(Collected data)
____________________
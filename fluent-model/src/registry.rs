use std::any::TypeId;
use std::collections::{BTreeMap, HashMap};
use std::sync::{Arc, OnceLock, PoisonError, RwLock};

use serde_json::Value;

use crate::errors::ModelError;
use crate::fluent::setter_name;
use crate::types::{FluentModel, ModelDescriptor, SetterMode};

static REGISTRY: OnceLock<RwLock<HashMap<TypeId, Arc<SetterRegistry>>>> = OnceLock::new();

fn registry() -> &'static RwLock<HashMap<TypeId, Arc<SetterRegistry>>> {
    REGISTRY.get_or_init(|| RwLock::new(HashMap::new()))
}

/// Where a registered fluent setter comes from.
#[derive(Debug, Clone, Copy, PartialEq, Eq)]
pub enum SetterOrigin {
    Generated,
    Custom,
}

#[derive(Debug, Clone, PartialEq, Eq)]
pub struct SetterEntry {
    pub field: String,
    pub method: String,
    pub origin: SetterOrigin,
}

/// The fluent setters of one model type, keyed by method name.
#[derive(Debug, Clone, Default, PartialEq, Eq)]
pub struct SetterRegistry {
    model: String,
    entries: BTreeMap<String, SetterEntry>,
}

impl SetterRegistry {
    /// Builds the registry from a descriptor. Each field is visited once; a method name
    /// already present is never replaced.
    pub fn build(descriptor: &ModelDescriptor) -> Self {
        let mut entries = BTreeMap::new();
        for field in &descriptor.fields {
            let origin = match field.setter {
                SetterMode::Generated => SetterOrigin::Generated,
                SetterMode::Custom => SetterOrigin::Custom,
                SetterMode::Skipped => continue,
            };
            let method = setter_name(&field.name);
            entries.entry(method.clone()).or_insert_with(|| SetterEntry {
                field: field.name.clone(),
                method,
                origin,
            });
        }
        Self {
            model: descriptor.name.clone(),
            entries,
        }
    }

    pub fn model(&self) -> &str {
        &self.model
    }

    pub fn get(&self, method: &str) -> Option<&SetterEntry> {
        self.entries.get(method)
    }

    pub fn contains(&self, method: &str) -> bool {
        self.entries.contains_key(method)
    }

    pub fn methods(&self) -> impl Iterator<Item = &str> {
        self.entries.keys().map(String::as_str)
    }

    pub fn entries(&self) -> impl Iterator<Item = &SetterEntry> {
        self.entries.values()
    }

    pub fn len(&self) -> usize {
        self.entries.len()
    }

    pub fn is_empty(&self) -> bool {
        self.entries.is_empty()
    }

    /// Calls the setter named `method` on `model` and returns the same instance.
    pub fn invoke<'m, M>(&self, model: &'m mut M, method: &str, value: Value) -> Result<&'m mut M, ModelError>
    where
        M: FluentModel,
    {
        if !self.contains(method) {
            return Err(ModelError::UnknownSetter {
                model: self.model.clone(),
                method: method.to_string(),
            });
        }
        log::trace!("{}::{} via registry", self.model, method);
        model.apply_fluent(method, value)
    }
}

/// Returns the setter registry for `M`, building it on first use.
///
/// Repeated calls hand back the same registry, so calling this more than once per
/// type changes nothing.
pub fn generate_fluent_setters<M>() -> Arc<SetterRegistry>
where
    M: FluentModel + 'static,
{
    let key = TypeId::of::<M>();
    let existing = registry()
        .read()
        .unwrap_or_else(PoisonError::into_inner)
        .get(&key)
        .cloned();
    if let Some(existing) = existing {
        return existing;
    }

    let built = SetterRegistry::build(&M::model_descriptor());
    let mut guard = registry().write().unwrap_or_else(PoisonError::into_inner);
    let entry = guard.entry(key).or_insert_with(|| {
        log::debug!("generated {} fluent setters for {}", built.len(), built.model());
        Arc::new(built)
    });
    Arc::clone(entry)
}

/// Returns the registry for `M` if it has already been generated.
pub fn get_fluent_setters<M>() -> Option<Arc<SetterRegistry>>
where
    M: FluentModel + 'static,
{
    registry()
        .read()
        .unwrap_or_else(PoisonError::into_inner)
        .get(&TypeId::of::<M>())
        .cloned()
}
____________________
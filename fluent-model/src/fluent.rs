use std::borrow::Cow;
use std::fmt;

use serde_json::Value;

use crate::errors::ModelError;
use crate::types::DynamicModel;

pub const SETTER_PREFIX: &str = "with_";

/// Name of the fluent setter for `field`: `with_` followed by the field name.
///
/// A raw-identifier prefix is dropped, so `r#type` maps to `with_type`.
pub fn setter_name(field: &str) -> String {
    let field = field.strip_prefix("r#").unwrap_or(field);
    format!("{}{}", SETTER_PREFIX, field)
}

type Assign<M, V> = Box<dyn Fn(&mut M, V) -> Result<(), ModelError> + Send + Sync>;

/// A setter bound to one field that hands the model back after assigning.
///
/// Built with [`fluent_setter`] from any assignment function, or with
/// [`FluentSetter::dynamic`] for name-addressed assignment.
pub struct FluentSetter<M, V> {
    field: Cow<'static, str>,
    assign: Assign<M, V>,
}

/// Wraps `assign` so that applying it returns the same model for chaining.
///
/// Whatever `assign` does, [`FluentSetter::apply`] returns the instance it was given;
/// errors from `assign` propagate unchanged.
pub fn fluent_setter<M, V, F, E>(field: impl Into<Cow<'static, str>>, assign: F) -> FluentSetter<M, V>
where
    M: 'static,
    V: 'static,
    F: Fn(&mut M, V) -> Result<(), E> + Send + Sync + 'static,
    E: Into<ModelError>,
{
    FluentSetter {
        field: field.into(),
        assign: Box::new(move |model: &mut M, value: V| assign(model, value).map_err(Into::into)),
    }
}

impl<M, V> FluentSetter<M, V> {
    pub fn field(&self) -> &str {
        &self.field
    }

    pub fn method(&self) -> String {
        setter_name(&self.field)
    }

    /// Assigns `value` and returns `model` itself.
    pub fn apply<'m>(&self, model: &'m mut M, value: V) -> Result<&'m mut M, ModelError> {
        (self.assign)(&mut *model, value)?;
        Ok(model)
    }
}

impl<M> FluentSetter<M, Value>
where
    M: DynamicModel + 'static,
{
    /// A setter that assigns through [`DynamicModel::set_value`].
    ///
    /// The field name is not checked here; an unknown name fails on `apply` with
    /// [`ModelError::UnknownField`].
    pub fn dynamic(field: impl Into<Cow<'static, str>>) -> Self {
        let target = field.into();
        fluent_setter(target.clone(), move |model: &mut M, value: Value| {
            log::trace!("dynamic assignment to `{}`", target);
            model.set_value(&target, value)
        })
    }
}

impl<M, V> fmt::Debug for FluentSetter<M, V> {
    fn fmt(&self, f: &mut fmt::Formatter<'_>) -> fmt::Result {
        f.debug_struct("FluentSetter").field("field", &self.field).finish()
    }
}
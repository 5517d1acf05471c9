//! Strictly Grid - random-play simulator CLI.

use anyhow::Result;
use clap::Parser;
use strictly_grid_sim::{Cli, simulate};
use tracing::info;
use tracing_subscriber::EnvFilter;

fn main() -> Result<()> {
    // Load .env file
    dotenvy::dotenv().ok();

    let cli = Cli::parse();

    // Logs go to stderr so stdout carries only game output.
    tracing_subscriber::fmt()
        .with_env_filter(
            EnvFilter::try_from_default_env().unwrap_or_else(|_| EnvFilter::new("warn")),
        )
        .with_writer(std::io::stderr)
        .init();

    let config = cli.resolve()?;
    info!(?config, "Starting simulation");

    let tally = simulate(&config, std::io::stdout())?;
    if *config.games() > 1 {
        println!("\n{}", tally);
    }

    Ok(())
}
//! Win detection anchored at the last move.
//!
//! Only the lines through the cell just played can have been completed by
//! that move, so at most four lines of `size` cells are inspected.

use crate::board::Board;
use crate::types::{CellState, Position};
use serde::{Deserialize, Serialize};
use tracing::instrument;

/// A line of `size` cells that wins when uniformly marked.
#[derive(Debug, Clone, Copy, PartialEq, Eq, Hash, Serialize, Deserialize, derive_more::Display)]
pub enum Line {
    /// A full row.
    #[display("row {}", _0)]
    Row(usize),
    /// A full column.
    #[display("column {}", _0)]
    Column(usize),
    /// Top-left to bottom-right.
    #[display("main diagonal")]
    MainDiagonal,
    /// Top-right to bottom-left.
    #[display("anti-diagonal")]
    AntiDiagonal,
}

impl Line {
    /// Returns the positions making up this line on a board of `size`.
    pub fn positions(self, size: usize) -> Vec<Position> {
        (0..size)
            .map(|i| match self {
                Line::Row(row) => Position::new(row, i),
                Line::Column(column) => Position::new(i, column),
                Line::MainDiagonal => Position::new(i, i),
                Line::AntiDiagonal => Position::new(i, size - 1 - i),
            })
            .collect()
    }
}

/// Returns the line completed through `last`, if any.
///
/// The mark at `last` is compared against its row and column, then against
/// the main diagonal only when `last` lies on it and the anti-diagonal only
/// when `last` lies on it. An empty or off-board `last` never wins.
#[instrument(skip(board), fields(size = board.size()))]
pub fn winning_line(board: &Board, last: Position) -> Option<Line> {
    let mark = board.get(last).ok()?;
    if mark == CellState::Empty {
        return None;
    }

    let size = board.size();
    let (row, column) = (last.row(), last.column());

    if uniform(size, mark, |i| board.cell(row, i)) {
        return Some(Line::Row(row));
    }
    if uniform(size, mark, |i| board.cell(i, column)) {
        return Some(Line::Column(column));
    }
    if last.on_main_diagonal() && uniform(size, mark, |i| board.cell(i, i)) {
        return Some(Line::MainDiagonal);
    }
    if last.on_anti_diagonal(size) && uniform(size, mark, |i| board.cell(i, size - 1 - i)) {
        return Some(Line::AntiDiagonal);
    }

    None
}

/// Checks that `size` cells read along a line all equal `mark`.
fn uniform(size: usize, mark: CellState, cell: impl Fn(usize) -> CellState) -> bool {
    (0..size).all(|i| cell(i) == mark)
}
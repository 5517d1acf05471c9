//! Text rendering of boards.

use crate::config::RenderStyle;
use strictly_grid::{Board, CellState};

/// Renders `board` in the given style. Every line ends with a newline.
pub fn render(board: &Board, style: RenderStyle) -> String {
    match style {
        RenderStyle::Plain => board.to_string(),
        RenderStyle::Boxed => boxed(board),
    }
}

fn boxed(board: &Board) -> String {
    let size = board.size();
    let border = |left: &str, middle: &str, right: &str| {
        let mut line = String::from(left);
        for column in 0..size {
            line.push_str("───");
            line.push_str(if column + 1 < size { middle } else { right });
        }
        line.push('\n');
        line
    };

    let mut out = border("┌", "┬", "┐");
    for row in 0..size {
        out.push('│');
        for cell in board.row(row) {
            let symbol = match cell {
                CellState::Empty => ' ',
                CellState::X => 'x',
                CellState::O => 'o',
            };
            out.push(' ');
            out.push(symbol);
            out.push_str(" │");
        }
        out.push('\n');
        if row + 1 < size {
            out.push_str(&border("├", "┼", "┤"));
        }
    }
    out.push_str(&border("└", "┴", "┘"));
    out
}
____________________
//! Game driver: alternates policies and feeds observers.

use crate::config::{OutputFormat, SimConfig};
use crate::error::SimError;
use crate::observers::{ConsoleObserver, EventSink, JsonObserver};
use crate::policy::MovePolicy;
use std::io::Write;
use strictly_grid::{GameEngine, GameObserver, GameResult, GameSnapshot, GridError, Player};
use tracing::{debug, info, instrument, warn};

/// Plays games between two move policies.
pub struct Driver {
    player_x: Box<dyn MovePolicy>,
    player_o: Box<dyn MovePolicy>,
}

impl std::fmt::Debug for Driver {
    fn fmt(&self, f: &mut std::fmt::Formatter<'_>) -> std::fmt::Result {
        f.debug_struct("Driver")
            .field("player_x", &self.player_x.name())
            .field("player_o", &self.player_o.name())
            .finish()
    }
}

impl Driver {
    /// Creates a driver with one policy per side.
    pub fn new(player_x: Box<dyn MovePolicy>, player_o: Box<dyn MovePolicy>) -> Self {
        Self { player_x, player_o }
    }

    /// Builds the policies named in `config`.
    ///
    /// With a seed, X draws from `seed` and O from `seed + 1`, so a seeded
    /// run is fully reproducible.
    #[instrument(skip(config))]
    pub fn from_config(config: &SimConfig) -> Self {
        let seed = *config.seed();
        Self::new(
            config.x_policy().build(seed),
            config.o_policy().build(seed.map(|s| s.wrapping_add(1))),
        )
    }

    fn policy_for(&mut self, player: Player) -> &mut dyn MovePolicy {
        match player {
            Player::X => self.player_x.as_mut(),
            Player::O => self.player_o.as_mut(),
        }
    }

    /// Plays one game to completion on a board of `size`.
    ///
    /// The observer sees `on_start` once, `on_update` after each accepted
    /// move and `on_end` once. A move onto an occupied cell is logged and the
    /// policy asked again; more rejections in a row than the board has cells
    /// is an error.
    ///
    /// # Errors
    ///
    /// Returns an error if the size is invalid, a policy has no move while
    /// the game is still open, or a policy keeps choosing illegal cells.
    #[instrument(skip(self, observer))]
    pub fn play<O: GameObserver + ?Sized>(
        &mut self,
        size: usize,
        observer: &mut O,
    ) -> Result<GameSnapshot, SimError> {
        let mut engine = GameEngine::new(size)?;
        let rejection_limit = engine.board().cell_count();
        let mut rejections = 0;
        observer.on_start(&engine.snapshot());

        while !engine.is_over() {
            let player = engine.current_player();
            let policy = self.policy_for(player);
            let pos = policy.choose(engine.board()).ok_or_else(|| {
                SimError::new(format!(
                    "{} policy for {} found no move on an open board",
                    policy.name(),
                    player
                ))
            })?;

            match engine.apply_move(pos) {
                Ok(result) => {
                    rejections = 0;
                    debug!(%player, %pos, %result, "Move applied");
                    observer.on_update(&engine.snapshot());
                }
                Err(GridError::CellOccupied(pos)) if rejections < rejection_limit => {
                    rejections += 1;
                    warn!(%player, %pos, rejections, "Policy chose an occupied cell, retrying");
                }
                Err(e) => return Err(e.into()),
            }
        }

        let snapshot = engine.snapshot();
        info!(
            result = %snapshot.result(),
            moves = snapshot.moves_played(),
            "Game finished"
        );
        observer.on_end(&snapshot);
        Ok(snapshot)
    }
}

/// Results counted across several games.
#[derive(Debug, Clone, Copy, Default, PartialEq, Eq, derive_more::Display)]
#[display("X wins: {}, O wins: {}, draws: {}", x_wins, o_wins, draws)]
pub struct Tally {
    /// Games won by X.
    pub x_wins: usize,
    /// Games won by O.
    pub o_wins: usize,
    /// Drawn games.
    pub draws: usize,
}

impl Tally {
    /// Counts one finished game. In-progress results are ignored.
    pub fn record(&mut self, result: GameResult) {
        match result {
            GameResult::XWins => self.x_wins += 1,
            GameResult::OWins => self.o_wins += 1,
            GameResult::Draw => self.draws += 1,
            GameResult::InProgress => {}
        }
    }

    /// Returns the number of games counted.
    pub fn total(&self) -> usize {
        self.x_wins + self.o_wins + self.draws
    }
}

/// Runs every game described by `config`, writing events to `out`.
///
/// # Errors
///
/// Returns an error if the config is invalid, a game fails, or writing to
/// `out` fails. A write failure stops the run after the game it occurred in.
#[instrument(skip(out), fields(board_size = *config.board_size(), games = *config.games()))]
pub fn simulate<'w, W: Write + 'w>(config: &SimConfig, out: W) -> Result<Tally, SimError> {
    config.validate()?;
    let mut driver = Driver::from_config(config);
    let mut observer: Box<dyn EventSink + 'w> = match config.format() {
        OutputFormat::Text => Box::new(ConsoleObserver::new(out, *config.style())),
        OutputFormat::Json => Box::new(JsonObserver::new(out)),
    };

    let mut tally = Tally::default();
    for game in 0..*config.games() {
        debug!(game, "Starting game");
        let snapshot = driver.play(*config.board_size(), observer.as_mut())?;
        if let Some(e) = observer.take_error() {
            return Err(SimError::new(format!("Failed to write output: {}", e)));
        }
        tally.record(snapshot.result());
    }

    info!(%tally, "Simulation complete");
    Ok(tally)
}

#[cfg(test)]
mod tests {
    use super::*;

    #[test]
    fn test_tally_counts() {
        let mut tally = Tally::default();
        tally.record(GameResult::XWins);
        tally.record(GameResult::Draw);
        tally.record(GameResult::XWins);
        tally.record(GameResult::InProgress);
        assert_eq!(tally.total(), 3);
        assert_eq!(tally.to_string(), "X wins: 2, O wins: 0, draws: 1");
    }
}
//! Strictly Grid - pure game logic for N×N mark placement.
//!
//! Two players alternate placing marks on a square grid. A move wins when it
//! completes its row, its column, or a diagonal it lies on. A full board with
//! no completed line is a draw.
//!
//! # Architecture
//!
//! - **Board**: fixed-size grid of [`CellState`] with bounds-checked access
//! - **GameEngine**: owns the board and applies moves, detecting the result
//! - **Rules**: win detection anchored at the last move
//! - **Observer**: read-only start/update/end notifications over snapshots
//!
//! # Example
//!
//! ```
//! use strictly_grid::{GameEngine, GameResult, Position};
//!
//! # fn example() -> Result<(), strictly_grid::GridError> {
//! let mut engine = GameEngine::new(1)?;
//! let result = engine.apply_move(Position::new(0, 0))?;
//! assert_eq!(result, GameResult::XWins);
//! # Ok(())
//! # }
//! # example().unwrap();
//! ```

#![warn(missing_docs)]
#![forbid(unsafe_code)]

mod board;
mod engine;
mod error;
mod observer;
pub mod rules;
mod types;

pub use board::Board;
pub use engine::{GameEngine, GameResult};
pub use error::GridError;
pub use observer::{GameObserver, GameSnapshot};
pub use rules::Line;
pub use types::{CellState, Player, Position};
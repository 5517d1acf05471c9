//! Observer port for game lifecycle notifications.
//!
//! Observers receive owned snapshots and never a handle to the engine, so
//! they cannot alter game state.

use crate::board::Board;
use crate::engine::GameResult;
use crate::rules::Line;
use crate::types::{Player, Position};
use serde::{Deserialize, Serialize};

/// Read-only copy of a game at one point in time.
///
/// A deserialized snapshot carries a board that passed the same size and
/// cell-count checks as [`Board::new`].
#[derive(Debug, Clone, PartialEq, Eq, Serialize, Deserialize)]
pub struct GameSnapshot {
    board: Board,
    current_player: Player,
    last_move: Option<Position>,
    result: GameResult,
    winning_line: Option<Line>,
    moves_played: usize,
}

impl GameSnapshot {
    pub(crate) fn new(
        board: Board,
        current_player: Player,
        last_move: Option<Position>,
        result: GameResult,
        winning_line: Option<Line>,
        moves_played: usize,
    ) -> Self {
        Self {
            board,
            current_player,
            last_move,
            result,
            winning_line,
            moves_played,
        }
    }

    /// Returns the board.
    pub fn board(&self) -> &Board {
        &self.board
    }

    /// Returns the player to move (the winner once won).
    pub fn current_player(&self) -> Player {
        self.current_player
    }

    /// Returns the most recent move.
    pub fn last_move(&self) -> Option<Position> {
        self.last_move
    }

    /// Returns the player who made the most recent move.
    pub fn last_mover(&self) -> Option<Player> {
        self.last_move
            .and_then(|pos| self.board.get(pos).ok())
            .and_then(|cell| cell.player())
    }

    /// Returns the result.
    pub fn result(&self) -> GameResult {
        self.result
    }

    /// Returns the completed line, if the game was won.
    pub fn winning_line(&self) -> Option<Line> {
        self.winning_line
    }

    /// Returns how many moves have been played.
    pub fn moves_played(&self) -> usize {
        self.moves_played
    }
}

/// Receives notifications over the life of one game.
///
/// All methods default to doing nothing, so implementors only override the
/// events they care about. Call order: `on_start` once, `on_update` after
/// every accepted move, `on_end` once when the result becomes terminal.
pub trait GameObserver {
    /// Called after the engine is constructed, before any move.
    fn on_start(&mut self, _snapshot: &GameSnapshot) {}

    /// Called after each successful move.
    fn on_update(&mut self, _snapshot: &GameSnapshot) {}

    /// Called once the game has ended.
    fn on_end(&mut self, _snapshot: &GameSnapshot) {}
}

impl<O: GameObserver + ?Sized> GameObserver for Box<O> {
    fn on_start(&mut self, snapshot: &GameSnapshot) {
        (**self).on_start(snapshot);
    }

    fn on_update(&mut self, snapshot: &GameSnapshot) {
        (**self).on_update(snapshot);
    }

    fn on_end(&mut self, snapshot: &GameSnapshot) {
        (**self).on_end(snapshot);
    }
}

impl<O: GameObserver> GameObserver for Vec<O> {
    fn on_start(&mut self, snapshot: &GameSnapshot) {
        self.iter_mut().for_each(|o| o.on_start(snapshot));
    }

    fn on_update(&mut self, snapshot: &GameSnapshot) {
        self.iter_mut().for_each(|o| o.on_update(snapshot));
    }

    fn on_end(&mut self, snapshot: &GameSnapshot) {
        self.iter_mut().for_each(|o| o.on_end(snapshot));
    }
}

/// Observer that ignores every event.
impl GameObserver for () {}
____________________
» **Your instructions**
Set down, from the entries above, exactly the lines from the one with "rejections += 1;" up to and including the one with "PartialEq, Eq, derive_more::Display)]", and no other lines.

» **Response for this exercise**
                    rejections += 1;
                    warn!(%player, %pos, rejections, "Policy chose an occupied cell, retrying");
                }
                Err(e) => return Err(e.into()),
            }
        }

        let snapshot = engine.snapshot();
        info!(
            result = %snapshot.result(),
            moves = snapshot.moves_played(),
            "Game finished"
        );
        observer.on_end(&snapshot);
        Ok(snapshot)
    }
}

/// Results counted across several games.
#[derive(Debug, Clone, Copy, Default, PartialEq, Eq, derive_more::Display)]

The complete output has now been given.